● **DATA IN THIS EXERCISE**:

//! Fixed-point math utilities for deterministic simulation.
//!
//! All combat timing and positioning uses fixed-point arithmetic so the
//! simulation behaves identically across platforms. Floating-point
//! operations can produce different results on different CPUs.

use fixed::types::I32F32;
use serde::{Deserialize, Serialize};

/// Fixed-point number type for all simulation math.
///
/// Uses 32 bits for integer part and 32 bits for fractional part.
/// Range: approximately -2,147,483,648 to 2,147,483,647
/// Precision: approximately 0.00000000023
pub type Fixed = I32F32;

/// Fixed-point 2D vector.
#[derive(Debug, Clone, Copy, PartialEq, Eq, Hash, Default, Serialize, Deserialize)]
pub struct Vec2Fixed {
    /// X coordinate.
    #[serde(with = "fixed_serde")]
    pub x: Fixed,
    /// Y coordinate.
    #[serde(with = "fixed_serde")]
    pub y: Fixed,
}

/// Serde support for fixed-point numbers.
///
/// Serializes fixed-point numbers as their raw bit representation (i64)
/// to preserve exact precision across serialization boundaries.
pub mod fixed_serde {
    use super::Fixed;
    use serde::{Deserialize, Deserializer, Serialize, Serializer};

    /// Serialize a fixed-point number as its raw bit representation.
    pub fn serialize<S>(value: &Fixed, serializer: S) -> Result<S::Ok, S::Error>
    where
        S: Serializer,
    {
        value.to_bits().serialize(serializer)
    }

    /// Deserialize a fixed-point number from its raw bit representation.
    pub fn deserialize<'de, D>(deserializer: D) -> Result<Fixed, D::Error>
    where
        D: Deserializer<'de>,
    {
        let bits = i64::deserialize(deserializer)?;
        Ok(Fixed::from_bits(bits))
    }
}

/// Serde support for `Option<Fixed>`.
///
/// Serializes optional fixed-point numbers via their raw bit representation,
/// preserving `None` as a serialized `None` value.
pub mod option_fixed_serde {
    use super::Fixed;
    use serde::{Deserialize, Deserializer, Serialize, Serializer};

    /// Serialize an optional fixed-point number.
    pub fn serialize<S>(value: &Option<Fixed>, serializer: S) -> Result<S::Ok, S::Error>
    where
        S: Serializer,
    {
        match value {
            Some(v) => v.to_bits().serialize(serializer),
            None => serializer.serialize_none(),
        }
    }

    /// Deserialize an optional fixed-point number.
    pub fn deserialize<'de, D>(deserializer: D) -> Result<Option<Fixed>, D::Error>
    where
        D: Deserializer<'de>,
    {
        let opt = Option::<i64>::deserialize(deserializer)?;
        Ok(opt.map(Fixed::from_bits))
    }
}

impl Vec2Fixed {
    /// Create a new fixed-point vector.
    #[must_use]
    pub const fn new(x: Fixed, y: Fixed) -> Self {
        Self { x, y }
    }

    /// Zero vector.
    pub const ZERO: Self = Self {
        x: Fixed::ZERO,
        y: Fixed::ZERO,
    };

    /// Calculate squared distance (avoids sqrt for comparisons).
    #[must_use]
    pub fn distance_squared(self, other: Self) -> Fixed {
        let dx = self.x - other.x;
        let dy = self.y - other.y;
        dx * dx + dy * dy
    }

    /// Calculate Euclidean distance to another point.
    #[must_use]
    pub fn distance(self, other: Self) -> Fixed {
        fixed_sqrt(self.distance_squared(other))
    }
}

/// Computes the square root of a fixed-point number using binary search.
#[must_use]
pub fn fixed_sqrt(value: Fixed) -> Fixed {
    if value <= Fixed::ZERO {
        return Fixed::ZERO;
    }

    let mut low = Fixed::ZERO;
    let mut high = if value > Fixed::from_num(1) {
        value
    } else {
        Fixed::from_num(1)
    };

    for _ in 0..32 {
        let mid = (low + high) / Fixed::from_num(2);
        let mid_sq = mid.saturating_mul(mid);

        if mid_sq <= value {
            low = mid;
        } else {
            high = mid;
        }
    }

    low
}

impl std::ops::Add for Vec2Fixed {
    type Output = Self;

    fn add(self, rhs: Self) -> Self::Output {
        Self {
            x: self.x + rhs.x,
            y: self.y + rhs.y,
        }
    }
}

impl std::ops::Sub for Vec2Fixed {
    type Output = Self;

    fn sub(self, rhs: Self) -> Self::Output {
        Self {
            x: self.x - rhs.x,
            y: self.y - rhs.y,
        }
    }
}
//! Combat events generated during a simulation tick.
//!
//! The engine never calls back into game code. Everything the outside
//! world needs to react to (sound, animation, scoring) is pushed into a
//! `Vec<CombatEvent>` threaded through the per-tick update chain and
//! drained by the caller after the tick. Delivery is synchronous and in
//! emission order; there are no other ordering guarantees.

use serde::{Deserialize, Serialize};

use crate::direction::Direction;
use crate::fire_source::ProjectileScale;
use crate::math::Vec2Fixed;

/// Identifier of a combatant (unit or building) participating in combat.
pub type CombatantId = u64;

/// Identifier of a damageable object occupying map blocks.
pub type ObjectId = u64;

/// Events generated by the combat engine.
#[derive(Debug, Clone, PartialEq, Eq, Serialize, Deserialize)]
pub enum CombatEvent {
    /// A volley shot was dispatched from a fire source.
    VolleyFired {
        /// Combatant that fired.
        shooter: CombatantId,
        /// Name of the fire source that dispatched the shot.
        source: String,
        /// Facing direction at dispatch time.
        direction: Direction,
        /// World position the projectile launched from.
        launch: Vec2Fixed,
        /// World position the projectile is headed for.
        target: Vec2Fixed,
        /// Shots still enqueued in the current volley after this one.
        remaining: u32,
    },

    /// A projectile finished its flight and reached its target point.
    ///
    /// Damage is sampled at impact time, not at launch, so upgrades
    /// applied while the projectile was in flight are reflected here.
    ProjectileImpact {
        /// World position of the impact.
        target: Vec2Fixed,
        /// Damage to apply at the impact point.
        damage: u32,
        /// Whether neighboring blocks take splash damage.
        explosive: bool,
        /// Scale class of the projectile (selects crater pool).
        scale: ProjectileScale,
        /// Combatant the shot is attributed to.
        shooter: CombatantId,
    },

    /// An object's hit points reached zero during impact resolution.
    ObjectDestroyed {
        /// The destroyed object.
        object: ObjectId,
        /// Center of the object, where the destruction animation plays.
        center: Vec2Fixed,
        /// Configured destruction animation, if the object has one.
        /// Objects without one are destroyed without an animation.
        animation: Option<String>,
    },

    /// A combatant's aim target was removed.
    TargetRemoved {
        /// Combatant that lost its target.
        shooter: CombatantId,
    },
}
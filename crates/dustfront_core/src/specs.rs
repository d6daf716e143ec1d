//! Numeric combat stat holders.
//!
//! These are value objects populated from descriptor files. Each carries
//! an optional siege-mode variant; accessors take the active mode and
//! fall back to the normal values when no variant is configured.

use serde::{Deserialize, Serialize};

use crate::math::{fixed_serde, Fixed};

/// Smallest speed any spec will report.
///
/// Speeds are used as divisors (flight time, rotation step period), so a
/// configured zero must never reach the arithmetic.
pub const MIN_SPEED: Fixed = Fixed::unwrapped_from_str("0.0001");

/// Clamp a configured speed to the strictly positive minimum.
#[must_use]
pub fn clamp_speed(speed: Fixed) -> Fixed {
    if speed < MIN_SPEED {
        MIN_SPEED
    } else {
        speed
    }
}

/// Offensive stats of a combatant.
#[derive(Debug, Clone, Copy, PartialEq, Eq, Serialize, Deserialize)]
pub struct OffensiveSpecs {
    /// Base damage per shot.
    pub attack: u32,
    /// Attack range in world units.
    #[serde(with = "fixed_serde")]
    pub attack_range: Fixed,
    /// Siege-mode overrides, if this combatant has a siege mode.
    #[serde(default, skip_serializing_if = "Option::is_none")]
    pub siege: Option<SiegeOffensiveSpecs>,
}

/// Siege-mode variant of [`OffensiveSpecs`].
#[derive(Debug, Clone, Copy, PartialEq, Eq, Serialize, Deserialize)]
pub struct SiegeOffensiveSpecs {
    /// Damage per shot in siege mode.
    pub attack: u32,
    /// Attack range in siege mode.
    #[serde(with = "fixed_serde")]
    pub attack_range: Fixed,
}

impl OffensiveSpecs {
    /// Damage per shot for the active mode.
    #[must_use]
    pub fn attack(&self, siege_mode: bool) -> u32 {
        match (siege_mode, self.siege) {
            (true, Some(siege)) => siege.attack,
            _ => self.attack,
        }
    }

    /// Attack range for the active mode.
    #[must_use]
    pub fn attack_range(&self, siege_mode: bool) -> Fixed {
        match (siege_mode, self.siege) {
            (true, Some(siege)) => siege.attack_range,
            _ => self.attack_range,
        }
    }
}

/// Defensive stats of a combatant.
#[derive(Debug, Clone, Copy, PartialEq, Eq, Serialize, Deserialize)]
pub struct DefensiveSpecs {
    /// Flat damage reduction.
    pub defence: u32,
    /// Movement speed in world units per second.
    #[serde(with = "fixed_serde")]
    pub speed: Fixed,
    /// Sight range in world units.
    #[serde(with = "fixed_serde")]
    pub sight_range: Fixed,
    /// Maximum hit points.
    pub max_hp: u32,
    /// Siege-mode overrides, if this combatant has a siege mode.
    #[serde(default, skip_serializing_if = "Option::is_none")]
    pub siege: Option<SiegeDefensiveSpecs>,
}

/// Siege-mode variant of [`DefensiveSpecs`].
#[derive(Debug, Clone, Copy, PartialEq, Eq, Serialize, Deserialize)]
pub struct SiegeDefensiveSpecs {
    /// Damage reduction in siege mode.
    pub defence: u32,
    /// Movement speed in siege mode (usually zero in the descriptor;
    /// the accessor still clamps it positive).
    #[serde(with = "fixed_serde")]
    pub speed: Fixed,
    /// Sight range in siege mode.
    #[serde(with = "fixed_serde")]
    pub sight_range: Fixed,
}

impl DefensiveSpecs {
    /// Damage reduction for the active mode.
    #[must_use]
    pub fn defence(&self, siege_mode: bool) -> u32 {
        match (siege_mode, self.siege) {
            (true, Some(siege)) => siege.defence,
            _ => self.defence,
        }
    }

    /// Movement speed for the active mode, clamped strictly positive.
    #[must_use]
    pub fn speed(&self, siege_mode: bool) -> Fixed {
        let raw = match (siege_mode, self.siege) {
            (true, Some(siege)) => siege.speed,
            _ => self.speed,
        };
        clamp_speed(raw)
    }

    /// Sight range for the active mode.
    #[must_use]
    pub fn sight_range(&self, siege_mode: bool) -> Fixed {
        match (siege_mode, self.siege) {
            (true, Some(siege)) => siege.sight_range,
            _ => self.sight_range,
        }
    }
}

/// Shot scheduling parameters for one combat mode.
#[derive(Debug, Clone, Copy, PartialEq, Eq, Serialize, Deserialize)]
pub struct FiringData {
    /// Shots per volley. Always at least 1.
    pub shot_count: u32,
    /// Minimum seconds between shots within a volley.
    #[serde(with = "fixed_serde")]
    pub shot_interval: Fixed,
    /// Minimum seconds between the last shot of one volley and the first
    /// shot of the next.
    #[serde(with = "fixed_serde")]
    pub reload_speed: Fixed,
}

impl FiringData {
    /// Create firing data, clamping the shot count to at least 1.
    #[must_use]
    pub fn new(shot_count: u32, shot_interval: Fixed, reload_speed: Fixed) -> Self {
        Self {
            shot_count: shot_count.max(1),
            shot_interval,
            reload_speed,
        }
    }

    /// Threshold the shot timer must reach before a shot is attempted.
    #[must_use]
    pub fn shot_gate(&self) -> Fixed {
        self.shot_interval.min(self.reload_speed)
    }

    /// Validation messages for loaded descriptor data.
    #[must_use]
    pub fn validate(&self) -> Vec<String> {
        let mut errors = Vec::new();
        if self.shot_count == 0 {
            errors.push("shot_count must be at least 1".to_string());
        }
        if self.shot_interval < Fixed::ZERO {
            errors.push("shot_interval must not be negative".to_string());
        }
        if self.reload_speed < Fixed::ZERO {
            errors.push("reload_speed must not be negative".to_string());
        }
        errors
    }
}

/// Shot scheduling for both combat modes.
#[derive(Debug, Clone, Copy, PartialEq, Eq, Serialize, Deserialize)]
pub struct FiringProfile {
    /// Scheduling outside siege mode.
    pub normal: FiringData,
    /// Scheduling in siege mode; `None` falls back to `normal`.
    #[serde(default, skip_serializing_if = "Option::is_none")]
    pub siege: Option<FiringData>,
}

impl FiringProfile {
    /// Profile with the same scheduling in both modes.
    #[must_use]
    pub const fn uniform(data: FiringData) -> Self {
        Self {
            normal: data,
            siege: None,
        }
    }

    /// Scheduling for the active mode.
    #[must_use]
    pub fn for_mode(&self, siege_mode: bool) -> &FiringData {
        match (siege_mode, &self.siege) {
            (true, Some(siege)) => siege,
            _ => &self.normal,
        }
    }
}

/// Source of the damage value applied when a projectile lands.
///
/// Consulted at impact time rather than at launch, so damage upgrades
/// picked up while a projectile is in flight still count.
pub trait DamageValueProvider {
    /// Current damage per shot of the shooter.
    fn current_damage(&self) -> u32;
}

/// Fixed damage value, mainly useful in tests and tools.
#[derive(Debug, Clone, Copy, PartialEq, Eq)]
pub struct StaticDamage(pub u32);

impl DamageValueProvider for StaticDamage {
    fn current_damage(&self) -> u32 {
        self.0
    }
}
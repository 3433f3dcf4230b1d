//! Bounded retry loop that waits for a code-like completion.
//!
//! Each request runs its own loop: up to `max_attempts` sequential calls to
//! the retriever with a fixed `delay` between them. A reply is accepted as
//! soon as it passes [`is_code`]; provider failures and replies carrying a
//! known failure marker are retried the same way. There is no wait after
//! the final attempt.

use std::time::Duration;

use tokio::time::sleep;
use tracing::{debug, info, warn};

use super::retriever::CompletionRetriever;
use crate::domain::is_code;
use crate::ports::CompletionError;

/// Substrings the provider embeds in otherwise successful replies when the
/// request actually failed.
pub const DISQUALIFYING_MARKERS: &[&str] = &["Model not found", "too long input"];

/// Envelope text when every attempt produced prose instead of code.
pub const NO_CODE_MESSAGE: &str = "Failed to generate a code response after multiple attempts.";

/// Attempt budget and fixed inter-attempt delay.
#[derive(Debug, Clone, Copy, PartialEq, Eq)]
pub struct RetryPolicy {
    pub max_attempts: u32,
    pub delay: Duration,
}

impl RetryPolicy {
    pub const DEFAULT_MAX_ATTEMPTS: u32 = 10;
    pub const DEFAULT_DELAY: Duration = Duration::from_secs(3);

    #[must_use]
    pub const fn new(max_attempts: u32, delay: Duration) -> Self {
        Self {
            max_attempts,
            delay,
        }
    }
}

impl Default for RetryPolicy {
    fn default() -> Self {
        Self::new(Self::DEFAULT_MAX_ATTEMPTS, Self::DEFAULT_DELAY)
    }
}

/// Why the loop gave up.
#[derive(Debug, Clone, PartialEq, Eq)]
pub enum ExhaustionReason {
    /// The last attempt failed at the provider (or was disqualified).
    Upstream(CompletionError),
    /// The last attempt succeeded but did not look like code.
    NoCodeResponse,
}

impl ExhaustionReason {
    /// Text placed in the error envelope.
    #[must_use]
    pub fn message(&self) -> String {
        match self {
            Self::Upstream(err) => format!("Error: {err}"),
            Self::NoCodeResponse => NO_CODE_MESSAGE.to_string(),
        }
    }
}

/// Terminal state of the loop.
#[derive(Debug, Clone, PartialEq, Eq)]
pub enum RetryOutcome {
    Accepted { content: String, attempts: u32 },
    Exhausted { reason: ExhaustionReason, attempts: u32 },
}

impl RetryOutcome {
    #[must_use]
    pub const fn attempts(&self) -> u32 {
        match self {
            Self::Accepted { attempts, .. } | Self::Exhausted { attempts, .. } => *attempts,
        }
    }

    #[must_use]
    pub const fn is_accepted(&self) -> bool {
        matches!(self, Self::Accepted { .. })
    }
}

/// Drives a [`CompletionRetriever`] until it yields code or the budget runs out.
#[derive(Debug, Clone)]
pub struct CodeResponseLoop {
    retriever: CompletionRetriever,
    policy: RetryPolicy,
}

impl CodeResponseLoop {
    pub const fn new(retriever: CompletionRetriever, policy: RetryPolicy) -> Self {
        Self { retriever, policy }
    }

    #[must_use]
    pub const fn policy(&self) -> RetryPolicy {
        self.policy
    }

    #[must_use]
    pub const fn retriever(&self) -> &CompletionRetriever {
        &self.retriever
    }

    /// Run the loop for one user input.
    pub async fn run(&self, input: &str) -> RetryOutcome {
        // A zero budget still makes one call.
        let max_attempts = self.policy.max_attempts.max(1);
        let mut attempt = 0;

        loop {
            attempt += 1;

            match self.retriever.retrieve(input).await.and_then(screen_reply) {
                Ok(content) if is_code(&content) => {
                    info!(attempt, "Accepted code response");
                    return RetryOutcome::Accepted {
                        content,
                        attempts: attempt,
                    };
                }
                Ok(_) => {
                    debug!(attempt, "Reply has no code signals");
                    if attempt >= max_attempts {
                        warn!(attempts = attempt, "No code response within attempt budget");
                        return RetryOutcome::Exhausted {
                            reason: ExhaustionReason::NoCodeResponse,
                            attempts: attempt,
                        };
                    }
                }
                Err(err) => {
                    warn!(attempt, error = %err, "Completion attempt failed");
                    if attempt >= max_attempts {
                        return RetryOutcome::Exhausted {
                            reason: ExhaustionReason::Upstream(err),
                            attempts: attempt,
                        };
                    }
                }
            }

            sleep(self.policy.delay).await;
        }
    }
}

/// Reject replies that carry a provider failure marker.
fn screen_reply(text: String) -> Result<String, CompletionError> {
    if DISQUALIFYING_MARKERS
        .iter()
        .any(|marker| text.contains(marker))
    {
        Err(CompletionError::Disqualified)
    } else {
        Ok(text)
    }
}
//! Shared fixtures for boltbridge-axum integration tests.

#![allow(dead_code)]

use std::collections::VecDeque;
use std::sync::atomic::{AtomicUsize, Ordering};
use std::sync::{Arc, Mutex};
use std::time::Duration;

use async_trait::async_trait;
use axum::Router;
use axum::body::Body;
use axum::http::{Method, Request, StatusCode};
use boltbridge_axum::{ApiKey, ServerConfig, bootstrap_with_provider, create_router};
use boltbridge_core::{
    ChatMessage, CompletionError, CompletionProvider, CompletionReply, RetryPolicy,
};
use http_body_util::BodyExt;
use serde_json::Value;
use tower::ServiceExt;

/// Secret configured on every test server.
pub const TEST_API_KEY: &str = "test-secret";

pub type Scripted = Result<CompletionReply, CompletionError>;

/// Completion provider that plays back a script, then repeats a fallback.
#[derive(Debug)]
pub struct StubProvider {
    script: Mutex<VecDeque<Scripted>>,
    fallback: Scripted,
    calls: AtomicUsize,
    inputs: Mutex<Vec<String>>,
}

impl StubProvider {
    pub fn new(script: Vec<Scripted>, fallback: Scripted) -> Arc<Self> {
        Arc::new(Self {
            script: Mutex::new(script.into()),
            fallback,
            calls: AtomicUsize::new(0),
            inputs: Mutex::new(Vec::new()),
        })
    }

    pub fn always(reply: Scripted) -> Arc<Self> {
        Self::new(Vec::new(), reply)
    }

    pub fn calls(&self) -> usize {
        self.calls.load(Ordering::SeqCst)
    }

    pub fn inputs(&self) -> Vec<String> {
        self.inputs.lock().unwrap().clone()
    }
}

#[async_trait]
impl CompletionProvider for StubProvider {
    async fn complete(&self, _model: &str, messages: &[ChatMessage]) -> Scripted {
        self.calls.fetch_add(1, Ordering::SeqCst);
        if let Some(message) = messages.first() {
            self.inputs.lock().unwrap().push(message.content.clone());
        }
        let next = self.script.lock().unwrap().pop_front();
        next.unwrap_or_else(|| self.fallback.clone())
    }
}

/// Server config with the test key and no delay between attempts.
pub fn test_config() -> ServerConfig {
    ServerConfig::with_defaults(ApiKey::new(TEST_API_KEY).unwrap())
        .with_retry(RetryPolicy::new(RetryPolicy::DEFAULT_MAX_ATTEMPTS, Duration::ZERO))
}

pub fn router_with(config: &ServerConfig, provider: Arc<StubProvider>) -> Router {
    let ctx = bootstrap_with_provider(config, provider);
    create_router(ctx, &config.cors)
}

pub fn test_router(provider: Arc<StubProvider>) -> Router {
    router_with(&test_config(), provider)
}

/// `POST /api/chat` with an optional key.
pub fn chat_request(body: &str, key: Option<&str>) -> Request<Body> {
    let mut builder = Request::builder()
        .method(Method::POST)
        .uri("/api/chat")
        .header("content-type", "application/json");
    if let Some(key) = key {
        builder = builder.header("x-api-key", key);
    }
    builder.body(Body::from(body.to_string())).unwrap()
}

/// `GET` with an optional key.
pub fn get_request(uri: &str, key: Option<&str>) -> Request<Body> {
    let mut builder = Request::builder().method(Method::GET).uri(uri);
    if let Some(key) = key {
        builder = builder.header("x-api-key", key);
    }
    builder.body(Body::empty()).unwrap()
}

/// Send one request and decode the JSON body.
pub async fn send(router: Router, request: Request<Body>) -> (StatusCode, Value) {
    let response = router.oneshot(request).await.unwrap();
    let status = response.status();
    let body = response.into_body().collect().await.unwrap().to_bytes();
    let json = serde_json::from_slice(&body)
        .unwrap_or_else(|e| panic!("expected JSON body, got {body:?}: {e}"));
    (status, json)
}

/// Assert `json` is an envelope and return `(status, content)`.
pub fn envelope_parts(json: &Value) -> (&str, &str) {
    let messages = json["data"]["messages"]
        .as_array()
        .expect("envelope has data.messages");
    assert_eq!(messages.len(), 1, "envelope carries one message: {json}");
    assert_eq!(messages[0]["role"], "assistant");
    (
        json["status"].as_str().expect("status is a string"),
        messages[0]["content"].as_str().expect("content is a string"),
    )
}
//! Static catalogs advertised to the front-end.

use serde::{Deserialize, Serialize};

/// A model the front-end may offer in its picker.
#[derive(Debug, Clone, PartialEq, Eq, Serialize, Deserialize)]
pub struct ModelEntry {
    pub name: String,
    pub description: String,
}

/// A tag entry for the Ollama-style `api/tags` listing.
#[derive(Debug, Clone, PartialEq, Eq, Serialize, Deserialize)]
pub struct TagEntry {
    pub tag: String,
}

const MODELS: &[(&str, &str)] = &[("gpt-4o", "GPT-4 Optimized"), ("gpt-4", "GPT-4")];

const TAGS: &[&str] = &["example1", "example2", "example3"];

/// Advertised models, in a stable order.
#[must_use]
pub fn model_catalog() -> Vec<ModelEntry> {
    MODELS
        .iter()
        .map(|(name, description)| ModelEntry {
            name: (*name).to_string(),
            description: (*description).to_string(),
        })
        .collect()
}

/// Advertised tags, in a stable order.
#[must_use]
pub fn tag_catalog() -> Vec<TagEntry> {
    TAGS.iter()
        .map(|tag| TagEntry {
            tag: (*tag).to_string(),
        })
        .collect()
}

● **TASK**:
What is needed is each line from the records with the word "their" in it.

● **RESULT OF THIS EXERCISE**:
/// Serializes fixed-point numbers as their raw bit representation (i64)
/// Serializes optional fixed-point numbers via their raw bit representation,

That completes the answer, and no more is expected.